Crear y poner a disposición de los empleados diferentes métricas o indicadores que muestran su productividad puede contribuir notablemente a su implicación, así como el hecho de comentar directamente con ellos los resultados.

5. Un entorno de trabajo adecuado

Este es probablemente uno de los puntos más importantes y que a la vez más se descuida en muchas empresas. Se trata de mantener la zona de trabajo en unas condiciones óptimas para que el trabajador que quiere ser productivo pueda de verdad serlo, y no hablamos solo de limpieza (que es algo básico). Que cuenten con suficiente espacio, que disfruten de algo de luz natural, que la estancia esté correctamente climatizada e incluso que haya alguna planta son cuestiones que contribuyen al bienestar, y por tanto a la productividad.
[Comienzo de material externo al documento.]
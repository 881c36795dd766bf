//! Single binary web server: JSON API over the tournament standings.
//! Run with: cargo run --bin web
//! Listens on 0.0.0.0:8080 by default.
//! Override with env: HOST, PORT, PARTICIPANTS_CSV
//! (directory import, default data/participants.csv).

use actix_web::{
    get, post, put,
    web::{Data, Json, Path, Query},
    App, HttpResponse, HttpServer, Responder,
};
use horse_tournament_standings::{
    draw_seeding, generate_first_round, load_standings, record_match_result, save_standings,
    schedule_tournament, seed_by_ranking, suggest_candidates, BracketPath, HorseId,
    ParticipantDirectory, TournamentCreate, TournamentError, TournamentId, TournamentSearch,
    TournamentStandings, TournamentStore,
};
use serde::Deserialize;

/// Shared state: tournament store and the horse directory it seeds from.
struct AppData {
    store: TournamentStore,
    directory: ParticipantDirectory,
}

type AppState = Data<AppData>;

/// Most directory hits returned by one search.
const PARTICIPANT_SEARCH_LIMIT: usize = 25;

#[derive(serde::Serialize)]
struct HealthResponse {
    ok: bool,
    service: &'static str,
}

#[derive(Deserialize)]
struct ParticipantQuery {
    #[serde(default)]
    name: String,
}

#[derive(Deserialize)]
#[serde(rename_all = "snake_case")]
enum SeedMethod {
    Ranking,
    Draw,
}

#[derive(Deserialize)]
struct SeedBody {
    method: SeedMethod,
}

#[derive(Deserialize)]
struct RecordResultBody {
    #[serde(default)]
    path: BracketPath,
    horse_id: HorseId,
}

#[derive(Deserialize)]
struct SuggestionQuery {
    #[serde(default)]
    path: BracketPath,
    #[serde(default)]
    query: String,
}

/// Path segment: tournament id (e.g. /api/tournaments/{id}/standings)
#[derive(Deserialize)]
struct TournamentPath {
    id: TournamentId,
}

/// Map a tournament error to a status code with a JSON `{ "error": ... }` body.
fn error_response(e: &TournamentError) -> HttpResponse {
    let body = match e {
        TournamentError::Validation(errors) => {
            serde_json::json!({ "error": e.to_string(), "errors": errors })
        }
        _ => serde_json::json!({ "error": e.to_string() }),
    };
    match e {
        TournamentError::NotFound(_) => HttpResponse::NotFound().json(body),
        TournamentError::AlreadyStarted | TournamentError::IllegalAdvance(_) => {
            HttpResponse::Conflict().json(body)
        }
        TournamentError::InvalidBracketInput(_)
        | TournamentError::BracketCorrupted(_)
        | TournamentError::Validation(_) => HttpResponse::UnprocessableEntity().json(body),
        TournamentError::Storage(_) => {
            log::error!("{e}");
            HttpResponse::InternalServerError().json(body)
        }
    }
}

fn standings_response(result: Result<TournamentStandings, TournamentError>) -> HttpResponse {
    match result {
        Ok(standings) => HttpResponse::Ok().json(standings),
        Err(e) => error_response(&e),
    }
}

#[get("/api/health")]
async fn api_health() -> impl Responder {
    HttpResponse::Ok().json(HealthResponse {
        ok: true,
        service: "horse-tournament-standings",
    })
}

/// Search the horse directory by name.
#[get("/api/participants")]
async fn api_search_participants(state: AppState, query: Query<ParticipantQuery>) -> HttpResponse {
    HttpResponse::Ok().json(state.directory.search(&query.name, PARTICIPANT_SEARCH_LIMIT))
}

/// Schedule a tournament (returns its standings with an empty bracket).
#[post("/api/tournaments")]
async fn api_create_tournament(state: AppState, body: Json<TournamentCreate>) -> HttpResponse {
    let result = schedule_tournament(&body, &state.directory).and_then(|(tournament, standings)| {
        state.store.insert(tournament, standings.clone())?;
        Ok(standings)
    });
    match result {
        Ok(standings) => HttpResponse::Created().json(standings),
        Err(e) => error_response(&e),
    }
}

/// Search tournaments by name and date range.
#[get("/api/tournaments")]
async fn api_search_tournaments(state: AppState, query: Query<TournamentSearch>) -> HttpResponse {
    match state.store.search(&query) {
        Ok(found) => HttpResponse::Ok().json(found),
        Err(e) => error_response(&e),
    }
}

/// Get a tournament's schedule record (404 if not found).
#[get("/api/tournaments/{id}")]
async fn api_get_tournament(state: AppState, path: Path<TournamentPath>) -> HttpResponse {
    match state.store.tournament(path.id) {
        Ok(tournament) => HttpResponse::Ok().json(tournament),
        Err(e) => error_response(&e),
    }
}

/// Get the standings of a tournament (404 if not found).
#[get("/api/tournaments/{id}/standings")]
async fn api_get_standings(state: AppState, path: Path<TournamentPath>) -> HttpResponse {
    standings_response(load_standings(&state.store, path.id))
}

/// Replace the standings of a tournament (rejected if the bracket is inconsistent).
#[put("/api/tournaments/{id}/standings")]
async fn api_save_standings(
    state: AppState,
    path: Path<TournamentPath>,
    body: Json<TournamentStandings>,
) -> HttpResponse {
    if body.id != path.id {
        return HttpResponse::BadRequest()
            .json(serde_json::json!({ "error": "Tournament id does not match the standings" }));
    }
    standings_response(save_standings(&state.store, body.into_inner()))
}

/// Generate the first round from the roster (rejected once anyone has advanced).
#[post("/api/tournaments/{id}/standings/generate")]
async fn api_generate_first_round(state: AppState, path: Path<TournamentPath>) -> HttpResponse {
    standings_response(state.store.update_standings(path.id, generate_first_round))
}

/// Reorder the roster by past results or by a random draw.
#[post("/api/tournaments/{id}/standings/seed")]
async fn api_seed(
    state: AppState,
    path: Path<TournamentPath>,
    body: Json<SeedBody>,
) -> HttpResponse {
    let result = match body.method {
        SeedMethod::Ranking => state.store.history_before(path.id).and_then(|history| {
            state
                .store
                .update_standings(path.id, |s| seed_by_ranking(s, &history))
        }),
        SeedMethod::Draw => state
            .store
            .update_standings(path.id, |s| draw_seeding(s, &mut rand::thread_rng())),
    };
    standings_response(result)
}

/// Set the winner of one match.
#[put("/api/tournaments/{id}/standings/result")]
async fn api_record_result(
    state: AppState,
    path: Path<TournamentPath>,
    body: Json<RecordResultBody>,
) -> HttpResponse {
    standings_response(
        state
            .store
            .update_standings(path.id, |s| record_match_result(s, &body.path, body.horse_id)),
    )
}

/// Eligible picks for the node at `path`, filtered by `query`.
#[get("/api/tournaments/{id}/standings/suggestions")]
async fn api_suggestions(
    state: AppState,
    path: Path<TournamentPath>,
    query: Query<SuggestionQuery>,
) -> HttpResponse {
    let standings = match load_standings(&state.store, path.id) {
        Ok(s) => s,
        Err(e) => return error_response(&e),
    };
    match standings.tree.node_at(&query.path) {
        Some(branch) => HttpResponse::Ok().json(suggest_candidates(
            branch,
            &standings.participants,
            &query.query,
        )),
        None => HttpResponse::NotFound().json(serde_json::json!({
            "error": format!("No bracket node at {:?}", query.path.to_string())
        })),
    }
}

fn default_host() -> String {
    "0.0.0.0".to_string()
}

fn default_port() -> u16 {
    8080
}

fn default_participants_csv() -> String {
    "data/participants.csv".to_string()
}

fn load_directory(path: &str) -> ParticipantDirectory {
    match ParticipantDirectory::from_csv_path(path) {
        Ok(directory) => {
            log::info!("Loaded {} horses from {}", directory.len(), path);
            directory
        }
        Err(e) => {
            log::warn!("Could not load participant directory from {}: {}", path, e);
            ParticipantDirectory::default()
        }
    }
}

#[actix_web::main]
async fn main() -> std::io::Result<()> {
    env_logger::init_from_env(env_logger::Env::new().default_filter_or("info"));

    let host = std::env::var("HOST").unwrap_or_else(|_| default_host());
    let port: u16 = std::env::var("PORT")
        .ok()
        .and_then(|p| p.parse().ok())
        .unwrap_or_else(default_port);
    let csv_path =
        std::env::var("PARTICIPANTS_CSV").unwrap_or_else(|_| default_participants_csv());

    let state = Data::new(AppData {
        store: TournamentStore::new(),
        directory: load_directory(&csv_path),
    });

    let bind = (host.as_str(), port);
    log::info!("Starting server at http://{}:{}", bind.0, bind.1);

    HttpServer::new(move || {
        App::new()
            .app_data(state.clone())
            .service(api_health)
            .service(api_search_participants)
            .service(api_create_tournament)
            .service(api_search_tournaments)
            .service(api_get_tournament)
            .service(api_get_standings)
            .service(api_save_standings)
            .service(api_generate_first_round)
            .service(api_seed)
            .service(api_record_result)
            .service(api_suggestions)
    })
    .bind(bind)?
    .run()
    .await
}
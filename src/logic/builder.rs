//! First round: seed entrants into a fresh bracket.

use crate::models::{rounds_for, BracketNode, HorseId, Participant, TournamentError};
use std::collections::HashSet;

/// Build the round-0 bracket from `participants` in the order given.
///
/// 1. Reject fewer than 2 entrants, duplicate horses, or any entrant with a recorded round.
/// 2. Assign entry numbers 1..N in list order (no reordering).
/// 3. Fill leaves 1..N with the entrants and pad with byes up to the next power of two.
/// 4. Pair leaves bottom-up; an entrant facing a bye advances immediately.
///
/// On success the entry numbers and bye advances are written back to `participants`.
pub fn build_first_round(participants: &mut [Participant]) -> Result<BracketNode, TournamentError> {
    log::trace!("build_first_round({} participants)", participants.len());
    if participants.len() < 2 {
        return Err(TournamentError::InvalidBracketInput(format!(
            "need at least 2 participants, got {}",
            participants.len()
        )));
    }
    if let Some(p) = participants.iter().find(|p| p.round_reached != 0) {
        return Err(TournamentError::InvalidBracketInput(format!(
            "{p} already reached round {}",
            p.round_reached
        )));
    }
    let mut seen: HashSet<HorseId> = HashSet::with_capacity(participants.len());
    if let Some(p) = participants.iter().find(|p| !seen.insert(p.horse_id)) {
        return Err(TournamentError::InvalidBracketInput(format!(
            "{p} is entered more than once"
        )));
    }

    for (p, entry_number) in participants.iter_mut().zip(1..) {
        p.entry_number = Some(entry_number);
    }

    let size = 1usize << rounds_for(participants.len());
    let mut level: Vec<BracketNode> = participants
        .iter()
        .cloned()
        .map(Some)
        .chain(std::iter::repeat(None))
        .take(size)
        .map(BracketNode::leaf)
        .collect();

    while level.len() > 1 {
        let mut next = Vec::with_capacity(level.len() / 2);
        let mut nodes = level.into_iter();
        while let (Some(upper), Some(lower)) = (nodes.next(), nodes.next()) {
            let mut node = BracketNode::pair(upper, lower);
            node.settle_byes();
            next.push(node);
        }
        level = next;
    }
    let tree = level.pop().ok_or_else(|| {
        TournamentError::InvalidBracketInput("no bracket could be built".to_string())
    })?;

    for p in participants.iter_mut() {
        p.round_reached = tree.round_reached(p.horse_id).unwrap_or(0);
    }
    log::debug!(
        "built bracket: {} rounds, {} byes",
        tree.round(),
        size - participants.len()
    );
    Ok(tree)
}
6. La flexibilidad en el trabajo

Un empleado será mucho más productivo si puede disponer de su propio tiempo y organizarse como mejor considere, aunque sea parcialmente. Siempre dentro de unos límites lógicos, será clave darles a los trabajadores cierta flexibilidad, por ejemplo en los horarios de entrada y salida o en el tiempo de descanso. Facilitar la conciliación laboral y familiar es algo que repercutirá positivamente en la productividad del empleado mientras se encuentra en su puesto de trabajo.